Баронесса опустила глаза и скрестила руки на груди, словно мученица.
Судья начал писать. Мужчина, сидевший во втором ряду (очевидно, торговец катками), обратился к даме с багровым лицом:
— Ну что, украла она? Видали, как вам нос-то утерли, а?
— Была бы мордашка смазливая, так и от тюрьмы отвертишься, — сказала багровая дама своей соседке.
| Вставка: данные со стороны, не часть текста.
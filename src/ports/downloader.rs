//! Remote media acquisition port. The actual downloader tool invocation
//! lives behind this trait; the handlers only see the fetched file.

use async_trait::async_trait;
use std::error::Error;
use std::path::{Path, PathBuf};

/// A remote video fetched into the local temp area. From here on it is
/// processed exactly like a direct upload.
#[derive(Debug, Clone)]
pub struct FetchedMedia {
    pub path: PathBuf,
    pub file_name: String,
    /// Title reported by the remote site, when the tool can extract one.
    pub title: Option<String>,
    pub mime_type: String,
    pub size: u64,
}

#[cfg_attr(test, mockall::automock)]
#[async_trait]
pub trait MediaDownloader: Send + Sync {
    /// Fetch the video at `url` into `dest_dir`.
    async fn fetch(
        &self,
        url: &str,
        dest_dir: &Path,
    ) -> Result<FetchedMedia, Box<dyn Error + Send + Sync>>;
}
//! Ports - Trait definitions at the collaborator seams.

pub mod downloader;
pub mod media;
pub mod notifier;
pub mod repository;
pub mod storage;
— Ну, вам-то не отвертеться, — проворчал торговец катками.
— Дурак!
— Сама дура…
— Тише! — крикнул судья.
Нам велели встать, и мы выслушали приговор, полностью оправдывающий пани Ставскую.
— А теперь, — заключил судья, окончив чтение, — вы, сударыня, можете предъявить иск за клевету.
Он сошел с возвышения, пожал руку пани Ставской и прибавил:
— Мне очень жаль, что я вынужден был вас судить, зато теперь очень приятно вас поздравить.
Кшешовская истерически вскрикнула, а дама с багровым лицом заметила своей соседке:
— На хорошенькую мордашку так и судья, как муха на мед… Ну, да на Страшном суде будет иначе… — вздохнула она.
— Холера! Богохульница! — буркнул торговец катками.
Мы собрались уходить. Вокульский подал руку пани Ставской и пошел с нею вперед, а я осторожно повел по грязной лестнице пани Мисевичову.
— Говорила я, что так будет, — уверяла меня старушка, — а вы все сомневались…
— Кто, я сомневался?..
— Ну да, ходили все время как в воду опущенный… Иисусе, Мария! Да что ж это?
Последний возглас был обращен к тщедушному студенту, который вместе со своим товарищем поджидал у дверей, очевидно, Кшешовскую, и, думая, что это она, изобразил мертвеца… перед пани Мисевичовой!
Он сразу заметил свою ошибку и так застыдился, что побежал вперед.
— Паткевич! Погоди же! она идет… — крикнул ему вдогонку Малесский.
— Да ну тебя ко всем чертям! — вспылил Паткевич. — Вечно ты меня компрометируешь.
Однако, заслышав шум в подъезде, он вернулся и опять представил покойника, на этот раз… перед Вирским!
Это окончательно сконфузило молодых людей, они поссорились и отправились домой врозь — Малесский по одной, а Паткевич по другой стороне улицы.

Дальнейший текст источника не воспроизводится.